The increase in salt costs will affect the maintenance and repair budgets of road agencies across the state, the association says. The Snyder administration estimates Michigan needs $1.2 billion more a year to keep up with road and bridge maintenance.

“The harsh winter last year caused many road agencies, and other public entities ... to deplete their salt reserves,” association spokeswoman Denise Donohue said. “As the demand for early salt delivery increased this year, so did the price.”

Road commissions normally pay two prices for salt; one for early fill deliveries before Oct. 1, and then a different price for post-Oct. 1 deliveries.

“Last year we paid $47 per ton of salt, which we’ll pay again this year for early fill,” Macomb County maintenance supervisor Leo Ciavatta said.

“But after early fill this year, the price almost doubles to $77 per ton. Last year put a hurt on our budget, but this year salt costs are going to murder us.”

According to Ciavatta, Macomb County uses an average of 50,000 tons of salt on its roads. For the wicked winter of 2013-14 the county used 73,000 tons.

“We want to stockpile about 50,000 tons by Oct. 1,” Ciavatta said. “After that we order salt on an as- needed basis.”

The Washtenaw County Road Commission buys through the MiDEAL purchasing program and reported a 122 percent increase in the price of salt for the early fill delivery and a 46 percent increase for a backup salt delivery, if needed, later in the winter.

“The increase in salt price represents an increase of approximately $500,000-$600,000 in our 2014-15 winter expenses,” said Jim Harmon, director of operations for the Washtenaw road commission.

“We are attempting to do more with less and the budget hits just keep on coming. We’re dealing with the same revenues we had a decade ago, and the cost of materials keeps increasing, making it harder to deliver the level of service the public expects.”

The Wayne County Department of Public Services road division has seen the cost of salt rise from $39.50 per ton for the winter of 2008-09 to $74.72 for the coming winter.
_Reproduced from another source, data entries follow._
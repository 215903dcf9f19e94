use crate::core::Storage;
use crate::utils::error::Result;
use std::fs;
use std::path::Path;

#[derive(Debug, Clone)]
pub struct LocalStorage {
    base_path: String,
}

impl LocalStorage {
    pub fn new(base_path: String) -> Self {
        Self { base_path }
    }
}

impl Storage for LocalStorage {
    fn read_file(&self, path: &str) -> Result<Vec<u8>> {
        let full_path = Path::new(&self.base_path).join(path);
        tracing::debug!("Reading {}", full_path.display());
        let data = fs::read(full_path)?;
        Ok(data)
    }

    fn write_file(&self, path: &str, data: &[u8]) -> Result<()> {
        let full_path = Path::new(&self.base_path).join(path);

        if let Some(parent) = full_path.parent() {
            fs::create_dir_all(parent)?;
        }

        fs::write(&full_path, data)?;
        tracing::debug!("Wrote {} bytes to {}", data.len(), full_path.display());
        Ok(())
    }
}

#[cfg(test)]
mod tests {
    use super::*;
    use tempfile::TempDir;

    #[test]
    fn test_write_creates_parent_dirs() {
        let temp_dir = TempDir::new().unwrap();
        let storage = LocalStorage::new(temp_dir.path().to_str().unwrap().to_string());

        storage.write_file("reports/2026/result.json", b"{}").unwrap();
        assert_eq!(storage.read_file("reports/2026/result.json").unwrap(), b"{}");
    }

    #[test]
    fn test_read_missing_file_is_io_error() {
        let temp_dir = TempDir::new().unwrap();
        let storage = LocalStorage::new(temp_dir.path().to_str().unwrap().to_string());

        assert!(matches!(
            storage.read_file("missing.csv"),
            Err(crate::utils::error::RiskError::IoError(_))
        ));
    }
}
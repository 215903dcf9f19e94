use tracing_subscriber::{layer::SubscriberExt, util::SubscriberInitExt, EnvFilter};

fn env_filter(verbose: bool) -> EnvFilter {
    let default = if verbose {
        "charity_cyber_risk=debug,info"
    } else {
        "charity_cyber_risk=info"
    };
    EnvFilter::try_from_default_env().unwrap_or_else(|_| EnvFilter::new(default))
}

pub fn init_cli_logger(verbose: bool) {
    // stdout carries the report, so logs go to stderr
    tracing_subscriber::registry()
        .with(env_filter(verbose))
        .with(
            tracing_subscriber::fmt::layer()
                .with_writer(std::io::stderr)
                .with_target(false)
                .with_thread_ids(false)
                .with_file(false)
                .with_line_number(false)
                .compact(),
        )
        .init();
}

/// JSON lines for callers that ship logs to a collector.
pub fn init_json_logger(verbose: bool) {
    tracing_subscriber::registry()
        .with(env_filter(verbose))
        .with(
            tracing_subscriber::fmt::layer()
                .with_writer(std::io::stderr)
                .with_target(false)
                .with_thread_ids(false)
                .with_file(false)
                .with_line_number(false)
                .json(),
        )
        .init();
}
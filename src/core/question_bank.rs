use crate::domain::model::{Answer, AnswerScale, Domain, Question};
use crate::utils::error::{RiskError, Result};
use crate::utils::validation::validate_non_empty_string;
use std::collections::HashMap;

/// Upper bound on a question's weight. Keeps the weighted sums of a domain finite.
pub const MAX_WEIGHT: f64 = 100.0;

/// The active question set. Questions keep their definition order; lookups
/// go through an id index.
#[derive(Debug, Clone)]
pub struct QuestionBank {
    questions: Vec<Question>,
    index: HashMap<String, usize>,
}

impl QuestionBank {
    pub fn new(questions: Vec<Question>) -> Result<Self> {
        let mut index = HashMap::with_capacity(questions.len());

        for (position, question) in questions.iter().enumerate() {
            validate_non_empty_string("question.id", &question.id)?;
            validate_non_empty_string(&format!("question.{}.prompt", question.id), &question.prompt)?;

            if question.scale.min >= question.scale.max || question.scale.max.checked_sub(question.scale.min).is_none() {
                return Err(RiskError::ValidationError {
                    message: format!(
                        "question '{}' has an empty or unbounded scale {}..={}",
                        question.id, question.scale.min, question.scale.max
                    ),
                });
            }

            if !(question.weight > 0.0 && question.weight <= MAX_WEIGHT) {
                return Err(RiskError::ValidationError {
                    message: format!(
                        "question '{}' has weight {}; weights must be in (0, {}]",
                        question.id, question.weight, MAX_WEIGHT
                    ),
                });
            }

            if index.insert(question.id.clone(), position).is_some() {
                return Err(RiskError::ValidationError {
                    message: format!("duplicate question id '{}'", question.id),
                });
            }
        }

        tracing::debug!("Question bank loaded with {} questions", questions.len());
        Ok(Self { questions, index })
    }

    pub fn get(&self, id: &str) -> Option<&Question> {
        self.index.get(id).map(|&i| &self.questions[i])
    }

    /// Finds the question an answer refers to and checks the value is on its scale.
    pub fn resolve(&self, answer: &Answer) -> Result<&Question> {
        let question = self
            .get(&answer.question_id)
            .ok_or_else(|| RiskError::UnknownQuestion {
                question_id: answer.question_id.clone(),
            })?;

        if !question.scale.contains(answer.value) {
            return Err(RiskError::InvalidAnswerValue {
                question_id: answer.question_id.clone(),
                value: answer.value,
                min: question.scale.min,
                max: question.scale.max,
            });
        }

        Ok(question)
    }

    pub fn questions_for(&self, domain: Domain) -> impl Iterator<Item = &Question> {
        self.questions.iter().filter(move |q| q.domain == domain)
    }

    pub fn iter(&self) -> impl Iterator<Item = &Question> {
        self.questions.iter()
    }

    pub fn len(&self) -> usize {
        self.questions.len()
    }

    pub fn is_empty(&self) -> bool {
        self.questions.is_empty()
    }

    /// Built-in questionnaire for small UK charities: four questions per
    /// CSF function, answered on a 0-4 weakness scale.
    pub fn charity_default() -> Self {
        let questions = CHARITY_QUESTIONS
            .iter()
            .map(|(id, domain, prompt)| Question::new(*id, *domain, *prompt, weakness_scale()))
            .collect();

        // ids in CHARITY_QUESTIONS are unique and every prompt is non-empty
        match Self::new(questions) {
            Ok(bank) => bank,
            Err(e) => unreachable!("built-in question bank is invalid: {}", e),
        }
    }
}

/// 0 means the control is fully in place, 4 means it does not exist.
pub fn weakness_scale() -> AnswerScale {
    AnswerScale::new(0, 4).with_labels(&[
        (0, "Fully in place (consistent, documented, reviewed)"),
        (1, "Mostly in place (minor gaps remain)"),
        (2, "Partial (some controls exist, not standardised)"),
        (3, "Ad hoc (done sometimes, depends on individuals)"),
        (4, "Not in place (no evidence, not done)"),
    ])
}

const CHARITY_QUESTIONS: &[(&str, Domain, &str)] = &[
    (
        "ID1",
        Domain::Identify,
        "Is there an agreed understanding of what sensitive data the charity holds (donor, beneficiary, financial) and where it is stored?",
    ),
    (
        "ID2",
        Domain::Identify,
        "Is access to sensitive data and systems defined and reviewed when staff or volunteers join or leave?",
    ),
    (
        "ID3",
        Domain::Identify,
        "Is there visibility of which devices and accounts access charity systems, including personal devices?",
    ),
    (
        "ID4",
        Domain::Identify,
        "Is responsibility for cyber and data risk assigned to a named person or role and understood across the charity?",
    ),
    (
        "PR1",
        Domain::Protect,
        "Are accounts and passwords managed with consistent rules (unique accounts, password guidance, MFA where possible)?",
    ),
    (
        "PR2",
        Domain::Protect,
        "Is phishing awareness guidance or training provided and refreshed?",
    ),
    (
        "PR3",
        Domain::Protect,
        "Is sensitive data protected by access restrictions or secure storage (limited sharing, permissions, encryption)?",
    ),
    (
        "PR4",
        Domain::Protect,
        "Are devices and key software kept updated through a routine process?",
    ),
    (
        "DE1",
        Domain::Detect,
        "Are there routine ways to spot suspicious activity (alerts, unusual login notifications, access reviews)?",
    ),
    (
        "DE2",
        Domain::Detect,
        "When something seems wrong, are defined checks carried out (password resets, login reviews, verifying emails)?",
    ),
    (
        "DE3",
        Domain::Detect,
        "Is there a clear reporting route for suspected cyber issues?",
    ),
    (
        "DE4",
        Domain::Detect,
        "Are protective tools or services used (spam filtering, antivirus, managed email protection)?",
    ),
    (
        "RS1",
        Domain::Respond,
        "Are response steps defined for common incidents (phishing, account compromise, data loss)?",
    ),
    (
        "RS2",
        Domain::Respond,
        "Is a coordinator identified to manage incident actions and decisions?",
    ),
    (
        "RS3",
        Domain::Respond,
        "Are notification requirements understood (internal escalation and external reporting)?",
    ),
    (
        "RS4",
        Domain::Respond,
        "Are incident actions recorded (notes, timeline, outcomes) to support learning and evidence?",
    ),
    (
        "RC1",
        Domain::Recover,
        "Are backups in place for important data, and can the charity access them if systems are lost?",
    ),
    (
        "RC2",
        Domain::Recover,
        "Is there a realistic plan, with time expectations, to restore key operations after an incident?",
    ),
    (
        "RC3",
        Domain::Recover,
        "Are recovery responsibilities allocated (who restores, who communicates, who verifies data integrity)?",
    ),
    (
        "RC4",
        Domain::Recover,
        "After an incident or near-miss, does the charity review what happened and update its practices?",
    ),
];
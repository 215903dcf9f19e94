use anyhow::Context;
use chrono::Utc;
use charity_cyber_risk::adapters::report::answer_template_csv;
use charity_cyber_risk::config::{Command, ReportFormat};
use charity_cyber_risk::core::{QuestionnaireSource, Storage};
use charity_cyber_risk::utils::{logger, validation::Validate};
use charity_cyber_risk::{
    AssessmentReport, CliConfig, FileQuestionnaire, LocalStorage, QuestionBank, RiskError, ScoringEngine,
    TomlConfig,
};
use clap::Parser;
use std::io::Write;

fn main() -> anyhow::Result<()> {
    let config = CliConfig::parse();

    if config.json_logs {
        logger::init_json_logger(config.verbose);
    } else {
        logger::init_cli_logger(config.verbose);
    }
    tracing::debug!("CLI config: {:?}", config);

    if let Err(e) = config.validate() {
        tracing::error!("Configuration validation failed: {}", e);
        tracing::error!("Suggestion: {}", e.recovery_suggestion());
        eprintln!("{}", e.user_friendly_message());
        std::process::exit(1);
    }

    let Err(err) = run(&config) else {
        return Ok(());
    };

    let Some(e) = err.downcast_ref::<RiskError>() else {
        return Err(err);
    };

    tracing::error!(
        "Assessment failed: {:#} (Category: {:?}, Severity: {:?})",
        err,
        e.category(),
        e.severity()
    );
    eprintln!("{}", e.user_friendly_message());
    eprintln!("Suggestion: {}", e.recovery_suggestion());

    // 根據錯誤嚴重程度決定退出碼
    std::process::exit(e.severity().exit_code());
}

fn run(config: &CliConfig) -> anyhow::Result<()> {
    let storage = LocalStorage::new(".".to_string());
    let source = FileQuestionnaire::new(storage.clone());

    match &config.command {
        Command::Questions { questions } => {
            let bank = load_bank(&source, questions.as_deref())?;
            let template = answer_template_csv(&bank)?;
            std::io::stdout()
                .write_all(template.as_bytes())
                .context("writing answer template to stdout")?;
        }
        Command::Assess {
            answers,
            questions,
            config: config_path,
            format,
            output,
            top,
        } => {
            let settings = match config_path {
                Some(path) => {
                    tracing::info!("Loading scoring configuration from {}", path);
                    TomlConfig::from_file(path).with_context(|| format!("loading configuration {}", path))?
                }
                None => TomlConfig::default(),
            };
            settings.validate()?;

            let configured = settings.questions_path().map(|p| p.to_string_lossy().into_owned());
            let questions = questions.as_deref().or(configured.as_deref());
            let bank = load_bank(&source, questions)?;
            let engine = ScoringEngine::new(bank, settings.scoring_config())?;

            let answers = source
                .load_answers(answers)
                .with_context(|| format!("loading answers from {}", answers))?;

            let result = engine.compute_assessment(&answers, Utc::now())?;
            let improvements = engine.prioritise_improvements(&answers, *top)?;
            tracing::info!(
                "Overall risk {} ({:.1}), worst domain {}",
                result.overall_band,
                result.overall_risk,
                result.worst_domain
            );

            let report = AssessmentReport::new(settings.organisation().map(str::to_string), result, improvements);
            let rendered = match format {
                ReportFormat::Text => report.to_text(),
                ReportFormat::Json => report.to_json()?,
                ReportFormat::Csv => report.to_csv()?,
                ReportFormat::Kv => report.to_key_values(),
            };

            match output {
                Some(path) => {
                    storage.write_file(path, rendered.as_bytes())?;
                    tracing::info!("Report saved to {}", path);
                }
                None => std::io::stdout()
                    .write_all(rendered.as_bytes())
                    .context("writing report to stdout")?,
            }
        }
    }

    Ok(())
}

fn load_bank<Q: QuestionnaireSource>(source: &Q, path: Option<&str>) -> anyhow::Result<QuestionBank> {
    let bank = match path {
        Some(path) => {
            let questions = source
                .load_questions(path)
                .with_context(|| format!("loading question bank {}", path))?;
            QuestionBank::new(questions)?
        }
        None => {
            tracing::debug!("Using the built-in charity question bank");
            QuestionBank::charity_default()
        }
    };
    Ok(bank)
}
//! Callback-driven training loop over sampled image batches
//!
//! This module provides the training half of the pipeline:
//! - A [`ModelBackend`] seam hiding the actual model implementation
//! - The [`Trainer`] with epochs, validation and out-of-memory recovery
//! - Callbacks (early stopping, checkpoints, learning-rate plateaus,
//!   CSV logs) resolved from hyperparameter descriptors
//! - [`TrainerServices`], the request channel callbacks reach the
//!   backend through
//!
//! # Example
//!
//! ```no_run
//! use segmentar::train::callback::{resolve_callbacks, CallbackRegistry};
//! use segmentar::train::{CompileOptions, Trainer};
//! # fn backend() -> Box<dyn segmentar::train::ModelBackend> { unimplemented!() }
//! # let specs = vec![];
//!
//! let callbacks = resolve_callbacks(
//!     &specs,
//!     &CallbackRegistry::builtin(),
//!     &CallbackRegistry::custom(),
//! )?;
//! let mut trainer = Trainer::new(backend());
//! trainer.compile(CompileOptions::new("Adam", "sparse_categorical_crossentropy"))?;
//! // trainer.fit(&mut train_seq, Some(&mut val_seq), callbacks, config, &mut hparams)?;
//! # let _ = callbacks;
//! # Ok::<(), segmentar::train::TrainError>(())
//! ```

mod backend;
pub mod callback;
mod error;
mod services;
mod trainer;

pub use backend::{BackendError, CompileOptions, ModelBackend};
pub use callback::{
    resolve_callbacks, CallbackError, CallbackManager, CallbackRegistry, CallbackSpec,
};
pub use error::{Result, TrainError};
pub use services::{CheckpointRequest, TrainerServices};
pub use trainer::{FitConfig, FitSummary, Trainer};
“That’s almost a 100 percent increase for our early fill program,” roads division spokeswoman Cindy Dingell said.

“We’ve put in an order for 33,000 tons of salt for early fill so you can see we’re paying a lot more money now than a few years back.”

For the 2011-12 winter, Wayne County used 39,997 tons of salt. That rose to 68,139 tons for 2012-13 and 109,192 in 2013-14.

The budget for the Road Commission for Oakland County isn’t being hit that hard, but it is paying more per ton this year than last, according to spokesman Craig Bryson.

“Our price for salt this year is $49.90 per ton compared to $39.82 per ton last year; a 25 percent increase,” Bryson said.

“Our early fill cost for this year will be $49.40 per ton until Oct. 1, then it goes up by 50 cents a ton afterwards.”

Once salt domes are filled, county road agencies then put in orders on an as needed basis, according to Bryson. Last winter, the county used 100,000 tons of salt, compared to a five-year average of 63,000 tons.

“We went $2 million over budget, which includes salt, overtime, fuel, equipment repairs and so on,” he said.